Baltimore Business Journal

Technology researchers face many hurdles in reaching the business marketplace. Nanotechnology startup Pixelligent Technologies, LLC is ready to make the leap.
The Baltimore manufacturer of what are known as nanocrystals will soon unveil its first commercial product, potentially an application to help the semiconductor industry build higher-performing computer chips. And it has spent hundreds of thousands of dollars on equipment that will expand its manufacturing capabilities beyond sample and test supplies of nanocrystals to full-scale production this year.

The moves are just what city and state economic development officials were banking on when they gave Pixelligent loans to move into the former Guilford Pharmaceutical building in the Holabird Business Park last June. The company is bringing back manufacturing jobs to the city, albeit in a more high-tech and high-paying field than factories of old. Expansion of its manufacturing could bring even more job growth than the dozen positions the company expects to add within its first year in Baltimore.

“It’s the first step to getting to be what I’d call a real commercial supplier of our materials to the market,” Pixelligent CEO Craig Bandes said. The company has already worked with several customers, but only providing samples of its technology to allow it to be tested out.
Pixelligent develops additives that make polymers and solvents work more efficiently. So far, the company is applying them to computer chips, allowing them to be etched upon at smaller sizes than previously possible. It has also explored developing a coating for LED lights that allows them to provide more light and yet burn cooler.

The nanocrystals used in that technology are created in equipment known as reactors, something Bandes likened to “large pressure cookers.” So far, Pixelligent has been using smaller versions capable of holding two to five gallons of volume. A full-scale version the company has ordered and is expecting in July holds 30 gallons.

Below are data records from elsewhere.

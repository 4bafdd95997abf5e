use std::sync::Arc;

use predictree_core::{
    Document, FileVersion, ModelGroup, PredictionList, SubmissionResult, TaskType,
};
use serde_json::{Map, Value};

use super::{FileFormat, Owners, SpanLayout, predictions, review};
use crate::FormatError;
use crate::wire::Fields;

const MODEL_RESULTS: &str = "/results/document/results";

/// Single-document layout with one section per model name.
///
/// Model groups are not listed on the wire. Their ids are positions in key
/// order and their task types are inferred from the first pre-review
/// prediction.
pub struct V1Format;

impl FileFormat for V1Format {
    fn version(&self) -> FileVersion {
        FileVersion::V1
    }

    fn parse(&self, raw: &Value) -> Result<SubmissionResult, FormatError> {
        let mut root = Fields::new(raw, "$")?;
        let submission_id = root.i64("submission_id")?;
        let filename = root.opt_str("input_filename")?.unwrap_or_default();
        let etl_output = root.opt_str("etl_output")?.unwrap_or_default();

        // Wire order, which is also the order of every `post_reviews` list.
        let wire_reviews = root
            .array("reviews_meta")?
            .iter()
            .enumerate()
            .map(|(i, v)| review(v, &format!("$.reviews_meta[{i}]")).map(Arc::new))
            .collect::<Result<Vec<_>, _>>()?;

        let sections = raw
            .pointer(MODEL_RESULTS)
            .and_then(Value::as_object)
            .ok_or_else(|| FormatError::malformed("$.results.document.results", "missing object"))?;

        let models: Vec<Arc<ModelGroup>> = sections
            .iter()
            .enumerate()
            .map(|(i, (name, section))| {
                Arc::new(ModelGroup {
                    id: i as i64,
                    name: name.clone(),
                    task_type: infer_task_type(&section["pre_review"]),
                })
            })
            .collect();

        let document = Arc::new(Document {
            id: submission_id,
            filename,
            etl_output,
            models: models.clone(),
        });

        let mut all = PredictionList::new();
        for (model, section) in models.iter().zip(sections.values()) {
            let context = format!("$.results.document.results.{}", model.name);
            let mut owners = Owners {
                document: document.clone(),
                model: model.clone(),
                review: None,
            };
            all.extend(predictions(
                &section["pre_review"],
                &format!("{context}.pre_review"),
                &owners,
                SpanLayout::Inline,
            )?);

            let layers = section["post_reviews"]
                .as_array()
                .map(Vec::as_slice)
                .unwrap_or_default();
            for (i, (review, layer)) in wire_reviews.iter().zip(layers).enumerate() {
                if review.rejected {
                    continue;
                }
                owners.review = Some(review.clone());
                all.extend(predictions(
                    layer,
                    &format!("{context}.post_reviews[{i}]"),
                    &owners,
                    SpanLayout::Inline,
                )?);
            }
        }

        let mut reviews = wire_reviews;
        reviews.sort_by_key(|r| r.id);

        Ok(SubmissionResult {
            version: FileVersion::V1,
            submission_id,
            documents: vec![document],
            models,
            predictions: all,
            reviews,
            errored_files: Map::new(),
        })
    }
}

/// `type` means a form field, `text` an extraction, anything else a
/// classification. A model with no pre-review predictions counts as an
/// extraction.
pub(crate) fn infer_task_type(pre_review: &Value) -> TaskType {
    let first = match pre_review {
        Value::Array(items) => items.first(),
        bare @ Value::Object(_) => Some(bare),
        _ => None,
    };
    match first {
        None => TaskType::Extraction,
        Some(p) if p.get("type").is_some() => TaskType::FormExtraction,
        Some(p) if p.get("text").is_some() => TaskType::Extraction,
        Some(_) => TaskType::Classification,
    }
}

#[cfg(test)]
mod tests {
    use super::*;
    use crate::normalize::normalize;
    use predictree_core::{Predicted, Query, ReviewRef, ReviewType, Span};
    use serde_json::json;

    fn parse(raw: Value) -> Result<SubmissionResult, FormatError> {
        V1Format.parse(&normalize(raw, 1))
    }

    fn file(models: Value, reviews: Value) -> Value {
        json!({
            "file_version": 1,
            "submission_id": 12,
            "input_filename": "invoice.pdf",
            "etl_output": "indico-file:///etl/12.json",
            "reviews_meta": reviews,
            "results": {"document": {"results": models}}
        })
    }

    fn extraction(label: &str, start: i64) -> Value {
        json!({
            "label": label, "text": label.to_lowercase(),
            "start": start, "end": start + 3, "page_num": 0,
            "confidence": {label: 0.9}
        })
    }

    #[test]
    fn infers_task_types_and_synthesizes_ids() {
        let result = parse(file(
            json!({
                "Doc Type": {"pre_review": {"label": "Invoice", "confidence": {"Invoice": 0.9}}},
                "Fields": {"pre_review": [extraction("Total", 0)]},
                "Form": {"pre_review": [{"label": "Sig", "type": "signature"}]},
                "Unused": {"pre_review": []}
            }),
            json!([]),
        ))
        .unwrap();

        let task_types: Vec<(i64, &str, TaskType)> = result
            .models
            .iter()
            .map(|m| (m.id, m.name.as_str(), m.task_type))
            .collect();
        assert_eq!(
            task_types,
            vec![
                (0, "Doc Type", TaskType::Classification),
                (1, "Fields", TaskType::Extraction),
                (2, "Form", TaskType::FormExtraction),
                (3, "Unused", TaskType::Extraction),
            ]
        );
        let doc = result.document().unwrap();
        assert_eq!(doc.id, 12);
        assert_eq!(doc.filename, "invoice.pdf");
        assert_eq!(doc.models.len(), 4);
        assert!(result.errored_files.is_empty());
    }

    #[test]
    fn review_layers_follow_wire_order() {
        let result = parse(file(
            json!({"Fields": {
                "pre_review": [extraction("Total", 0), extraction("Date", 10)],
                "post_reviews": [
                    [extraction("Total", 0)],
                    [extraction("Date", 10)]
                ]
            }}),
            json!([
                {"review_id": 9, "reviewer_id": 1, "review_rejected": false, "review_type": "manual"},
                {"review_id": 3, "reviewer_id": 1, "review_rejected": false, "review_type": "auto"}
            ]),
        ))
        .unwrap();

        let manual = result
            .predictions
            .view()
            .filter(&Query::new().review(ReviewType::Manual));
        assert_eq!(manual.single().unwrap().label(), "Total");

        // Sorted by id once parsed.
        let ids: Vec<i64> = result.reviews.iter().map(|r| r.id).collect();
        assert_eq!(ids, vec![3, 9]);
        assert_eq!(result.final_review().map(|r| r.id), Some(9));
        assert_eq!(result.final_predictions().single().unwrap().label(), "Total");
    }

    #[test]
    fn rejected_review_layers_are_dropped() {
        let result = parse(file(
            json!({"Fields": {
                "pre_review": [extraction("Total", 0)],
                "post_reviews": [[extraction("Total", 0)]]
            }}),
            json!([{"review_id": 1, "reviewer_id": 1, "review_rejected": true, "review_type": "manual"}]),
        ))
        .unwrap();

        assert!(result.rejected());
        assert_eq!(result.predictions.len(), 1);
        let pre = result
            .predictions
            .view()
            .filter(&Query::new().review(ReviewRef::PreReview));
        assert_eq!(pre.len(), 1);
        assert_eq!(result.final_predictions().len(), 1);
    }

    #[test]
    fn extraction_span_comes_from_top_level_keys() {
        let result = parse(file(
            json!({"Fields": {"pre_review": [extraction("Total", 4)]}}),
            json!([]),
        ))
        .unwrap();
        let e = result.predictions.extractions().single().unwrap();
        assert_eq!(e.span(), Span::new(4, 7, 0));
        assert_eq!(e.text, "total");
    }

    #[test]
    fn missing_model_results_is_malformed() {
        let err = parse(json!({"file_version": 1, "submission_id": 1})).unwrap_err();
        assert!(matches!(err, FormatError::Malformed { .. }));
    }
}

Meanwhile, Pixelligent will launch its first commercial product for sale at a trade show later this month. It will be a joint product with Brewer Science, a 30-year-old Missouri company that also works in nanotechnology. The two companies were awarded an $8 million grant from the National Institute of Standards and Technology in 2010 to develop the nanocrystals that have applications in computer chips and LED lights. Bandes declined to elaborate on what the new product will be.
That the company has gotten to this point is rare for its nanotechnology brethren in the Mtech incubator from which Pixelligent came, said Dean Chang, director of the College Park incubator’s venture creation programs.
“It’s hard to commercialize the technologies because they’re not fully developed; they’re not in forms that could be immediately beneficial in particular markets,” Chang said. That was the challenge Bandes took on when he joined the company, Chang said.

Pixelligent’s backers are banking on Bandes overcoming those challenges. They include the Baltimore Development Corp., state Department of Business and Economic Development and the Abell Foundation. The $5 million investment they made in the company in summer 2011 brought the total amount of money put into the company to $9 million.